> [What needs to be done] Copy the lines of the entries exactly, from the opening one to the one holding "is rejected, are", and leave out everything after.

Segment Open

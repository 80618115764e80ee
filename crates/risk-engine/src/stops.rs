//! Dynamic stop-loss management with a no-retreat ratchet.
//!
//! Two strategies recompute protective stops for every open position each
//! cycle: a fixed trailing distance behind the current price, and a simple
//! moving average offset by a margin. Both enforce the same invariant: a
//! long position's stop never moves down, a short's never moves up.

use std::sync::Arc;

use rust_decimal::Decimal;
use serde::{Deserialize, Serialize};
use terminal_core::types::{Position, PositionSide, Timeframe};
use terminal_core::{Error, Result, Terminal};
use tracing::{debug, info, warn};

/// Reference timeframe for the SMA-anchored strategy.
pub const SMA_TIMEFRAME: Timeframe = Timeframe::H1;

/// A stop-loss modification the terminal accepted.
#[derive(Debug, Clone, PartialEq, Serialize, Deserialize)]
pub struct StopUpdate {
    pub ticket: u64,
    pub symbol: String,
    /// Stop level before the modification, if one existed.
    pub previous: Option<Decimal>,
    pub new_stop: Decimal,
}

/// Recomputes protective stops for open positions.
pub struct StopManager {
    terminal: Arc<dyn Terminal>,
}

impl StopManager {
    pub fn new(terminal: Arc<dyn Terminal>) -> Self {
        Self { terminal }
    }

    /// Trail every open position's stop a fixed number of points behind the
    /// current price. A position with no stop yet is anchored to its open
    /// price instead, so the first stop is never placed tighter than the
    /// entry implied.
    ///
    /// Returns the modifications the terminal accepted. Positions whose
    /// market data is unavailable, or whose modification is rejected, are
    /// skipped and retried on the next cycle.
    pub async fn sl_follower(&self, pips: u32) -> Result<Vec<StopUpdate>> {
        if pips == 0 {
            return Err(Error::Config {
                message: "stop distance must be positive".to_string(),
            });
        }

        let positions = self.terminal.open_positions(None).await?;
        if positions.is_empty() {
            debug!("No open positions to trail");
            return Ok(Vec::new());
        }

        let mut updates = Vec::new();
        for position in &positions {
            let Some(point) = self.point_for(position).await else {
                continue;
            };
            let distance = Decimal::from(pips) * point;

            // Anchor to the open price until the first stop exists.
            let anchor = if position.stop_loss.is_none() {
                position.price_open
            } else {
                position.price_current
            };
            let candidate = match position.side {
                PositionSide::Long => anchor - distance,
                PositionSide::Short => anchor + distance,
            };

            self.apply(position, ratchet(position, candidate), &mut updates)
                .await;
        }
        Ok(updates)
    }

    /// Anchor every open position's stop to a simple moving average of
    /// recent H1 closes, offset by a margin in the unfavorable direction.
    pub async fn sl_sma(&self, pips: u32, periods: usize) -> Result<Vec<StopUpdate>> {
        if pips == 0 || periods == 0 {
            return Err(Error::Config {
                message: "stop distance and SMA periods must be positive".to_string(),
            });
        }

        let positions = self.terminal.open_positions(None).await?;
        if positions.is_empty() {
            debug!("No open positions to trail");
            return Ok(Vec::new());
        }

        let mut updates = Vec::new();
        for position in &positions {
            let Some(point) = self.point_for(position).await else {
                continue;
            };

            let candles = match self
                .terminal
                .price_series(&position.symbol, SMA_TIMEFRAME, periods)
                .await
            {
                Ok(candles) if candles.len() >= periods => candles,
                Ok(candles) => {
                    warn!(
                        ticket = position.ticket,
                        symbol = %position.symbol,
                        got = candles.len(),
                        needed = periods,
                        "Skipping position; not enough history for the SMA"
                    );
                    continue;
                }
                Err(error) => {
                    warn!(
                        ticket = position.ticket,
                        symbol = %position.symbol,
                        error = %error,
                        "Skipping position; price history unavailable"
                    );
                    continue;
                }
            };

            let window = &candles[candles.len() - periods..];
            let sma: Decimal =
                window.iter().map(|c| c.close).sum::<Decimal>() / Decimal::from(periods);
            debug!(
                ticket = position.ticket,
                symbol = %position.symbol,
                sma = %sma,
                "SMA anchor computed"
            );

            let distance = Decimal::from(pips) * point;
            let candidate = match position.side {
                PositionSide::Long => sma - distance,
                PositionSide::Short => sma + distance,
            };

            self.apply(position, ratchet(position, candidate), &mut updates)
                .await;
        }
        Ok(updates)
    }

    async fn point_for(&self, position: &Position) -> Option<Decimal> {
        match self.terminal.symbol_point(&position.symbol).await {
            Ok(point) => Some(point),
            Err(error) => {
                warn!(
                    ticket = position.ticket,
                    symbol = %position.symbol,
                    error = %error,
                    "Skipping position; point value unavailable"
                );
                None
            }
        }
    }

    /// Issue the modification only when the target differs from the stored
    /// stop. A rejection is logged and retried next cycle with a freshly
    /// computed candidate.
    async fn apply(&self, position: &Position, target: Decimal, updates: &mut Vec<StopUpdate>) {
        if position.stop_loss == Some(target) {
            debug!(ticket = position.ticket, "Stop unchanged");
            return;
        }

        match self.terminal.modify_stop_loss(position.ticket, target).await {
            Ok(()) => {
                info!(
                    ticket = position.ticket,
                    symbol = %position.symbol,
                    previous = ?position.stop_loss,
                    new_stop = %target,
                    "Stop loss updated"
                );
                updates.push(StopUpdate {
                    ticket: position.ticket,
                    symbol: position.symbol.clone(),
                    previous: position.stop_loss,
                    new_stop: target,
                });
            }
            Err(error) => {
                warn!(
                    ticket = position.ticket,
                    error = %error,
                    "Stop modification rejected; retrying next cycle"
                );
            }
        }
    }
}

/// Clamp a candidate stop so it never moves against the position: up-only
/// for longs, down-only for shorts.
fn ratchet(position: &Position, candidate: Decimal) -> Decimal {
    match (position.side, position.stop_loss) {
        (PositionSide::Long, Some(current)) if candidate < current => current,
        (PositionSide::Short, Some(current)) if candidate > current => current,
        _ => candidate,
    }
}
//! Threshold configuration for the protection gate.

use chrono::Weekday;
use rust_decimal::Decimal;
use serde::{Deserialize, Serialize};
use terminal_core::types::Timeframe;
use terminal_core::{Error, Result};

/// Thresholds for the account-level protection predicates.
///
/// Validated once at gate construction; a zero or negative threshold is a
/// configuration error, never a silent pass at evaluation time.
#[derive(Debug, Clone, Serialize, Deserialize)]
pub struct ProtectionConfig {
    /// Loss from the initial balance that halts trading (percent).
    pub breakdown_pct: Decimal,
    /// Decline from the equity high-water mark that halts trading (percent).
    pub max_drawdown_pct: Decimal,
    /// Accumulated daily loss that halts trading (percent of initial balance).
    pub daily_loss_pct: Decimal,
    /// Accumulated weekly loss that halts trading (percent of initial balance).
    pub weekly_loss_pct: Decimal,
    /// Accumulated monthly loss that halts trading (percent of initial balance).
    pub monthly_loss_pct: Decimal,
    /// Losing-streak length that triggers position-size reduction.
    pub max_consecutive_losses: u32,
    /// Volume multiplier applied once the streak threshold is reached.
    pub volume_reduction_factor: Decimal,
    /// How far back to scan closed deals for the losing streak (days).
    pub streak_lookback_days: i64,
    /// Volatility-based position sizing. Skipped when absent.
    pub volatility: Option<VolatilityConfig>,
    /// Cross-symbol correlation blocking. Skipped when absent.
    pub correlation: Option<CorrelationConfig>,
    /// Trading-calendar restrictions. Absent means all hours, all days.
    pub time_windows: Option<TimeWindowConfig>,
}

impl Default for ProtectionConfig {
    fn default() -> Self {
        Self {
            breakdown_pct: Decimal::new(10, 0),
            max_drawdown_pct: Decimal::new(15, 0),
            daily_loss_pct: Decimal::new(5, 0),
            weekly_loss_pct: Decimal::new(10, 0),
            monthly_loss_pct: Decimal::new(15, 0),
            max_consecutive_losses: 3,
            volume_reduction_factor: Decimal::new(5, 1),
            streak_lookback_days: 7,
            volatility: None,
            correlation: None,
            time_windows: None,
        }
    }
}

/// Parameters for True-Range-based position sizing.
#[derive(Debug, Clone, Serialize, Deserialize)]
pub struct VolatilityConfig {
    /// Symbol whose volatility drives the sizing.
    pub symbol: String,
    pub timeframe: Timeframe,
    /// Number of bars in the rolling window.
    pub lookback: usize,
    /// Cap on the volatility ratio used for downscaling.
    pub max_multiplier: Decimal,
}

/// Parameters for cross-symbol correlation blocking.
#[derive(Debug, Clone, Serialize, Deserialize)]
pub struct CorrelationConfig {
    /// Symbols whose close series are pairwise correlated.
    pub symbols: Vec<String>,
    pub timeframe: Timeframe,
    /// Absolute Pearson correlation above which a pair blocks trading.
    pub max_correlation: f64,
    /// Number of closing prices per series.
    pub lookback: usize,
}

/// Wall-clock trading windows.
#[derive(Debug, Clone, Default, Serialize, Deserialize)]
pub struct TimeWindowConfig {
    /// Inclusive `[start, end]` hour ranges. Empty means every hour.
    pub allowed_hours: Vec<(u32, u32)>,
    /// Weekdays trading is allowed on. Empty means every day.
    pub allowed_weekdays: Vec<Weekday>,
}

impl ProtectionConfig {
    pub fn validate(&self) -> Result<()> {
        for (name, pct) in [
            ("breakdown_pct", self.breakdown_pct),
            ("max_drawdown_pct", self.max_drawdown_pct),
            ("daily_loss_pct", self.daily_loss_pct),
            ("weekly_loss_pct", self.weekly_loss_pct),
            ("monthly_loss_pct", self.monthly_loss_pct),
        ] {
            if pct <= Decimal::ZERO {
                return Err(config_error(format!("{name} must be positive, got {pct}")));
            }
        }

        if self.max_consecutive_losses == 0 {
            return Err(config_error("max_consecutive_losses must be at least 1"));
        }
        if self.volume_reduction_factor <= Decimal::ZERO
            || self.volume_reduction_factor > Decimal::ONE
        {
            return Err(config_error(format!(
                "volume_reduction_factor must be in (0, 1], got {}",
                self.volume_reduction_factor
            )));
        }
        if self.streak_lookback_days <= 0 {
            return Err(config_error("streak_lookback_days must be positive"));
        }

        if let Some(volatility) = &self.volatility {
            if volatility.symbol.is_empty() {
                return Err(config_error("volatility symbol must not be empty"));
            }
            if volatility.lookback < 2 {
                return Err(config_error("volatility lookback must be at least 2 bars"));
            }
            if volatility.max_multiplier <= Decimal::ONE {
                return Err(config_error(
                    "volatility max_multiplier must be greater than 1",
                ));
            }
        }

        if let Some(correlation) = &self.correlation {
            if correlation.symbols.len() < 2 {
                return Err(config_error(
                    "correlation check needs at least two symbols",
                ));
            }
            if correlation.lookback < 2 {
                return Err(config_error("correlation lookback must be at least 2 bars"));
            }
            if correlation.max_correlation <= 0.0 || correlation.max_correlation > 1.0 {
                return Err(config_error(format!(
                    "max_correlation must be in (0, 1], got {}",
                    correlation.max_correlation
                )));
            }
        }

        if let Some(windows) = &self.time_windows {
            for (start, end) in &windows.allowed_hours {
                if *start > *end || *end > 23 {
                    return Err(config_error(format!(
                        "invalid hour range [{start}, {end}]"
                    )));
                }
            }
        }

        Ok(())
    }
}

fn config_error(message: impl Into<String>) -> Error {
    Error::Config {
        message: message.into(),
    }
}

Segment Closed

> [Response to the exercise]
repository 80618115764e80ee
filename crates/risk-engine/src/stops.rs
//! Dynamic stop-loss management with a no-retreat ratchet.
//!
//! Two strategies recompute protective stops for every open position each
//! cycle: a fixed trailing distance behind the current price, and a simple
//! moving average offset by a margin. Both enforce the same invariant: a
//! long position's stop never moves down, a short's never moves up.

use std::sync::Arc;

use rust_decimal::Decimal;
use serde::{Deserialize, Serialize};
use terminal_core::types::{Position, PositionSide, Timeframe};
use terminal_core::{Error, Result, Terminal};
use tracing::{debug, info, warn};

/// Reference timeframe for the SMA-anchored strategy.
pub const SMA_TIMEFRAME: Timeframe = Timeframe::H1;

/// A stop-loss modification the terminal accepted.
#[derive(Debug, Clone, PartialEq, Serialize, Deserialize)]
pub struct StopUpdate {
    pub ticket: u64,
    pub symbol: String,
    /// Stop level before the modification, if one existed.
    pub previous: Option<Decimal>,
    pub new_stop: Decimal,
}

/// Recomputes protective stops for open positions.
pub struct StopManager {
    terminal: Arc<dyn Terminal>,
}

impl StopManager {
    pub fn new(terminal: Arc<dyn Terminal>) -> Self {
        Self { terminal }
    }

    /// Trail every open position's stop a fixed number of points behind the
    /// current price. A position with no stop yet is anchored to its open
    /// price instead, so the first stop is never placed tighter than the
    /// entry implied.
    ///
    /// Returns the modifications the terminal accepted. Positions whose
    /// market data is unavailable, or whose modification is rejected, are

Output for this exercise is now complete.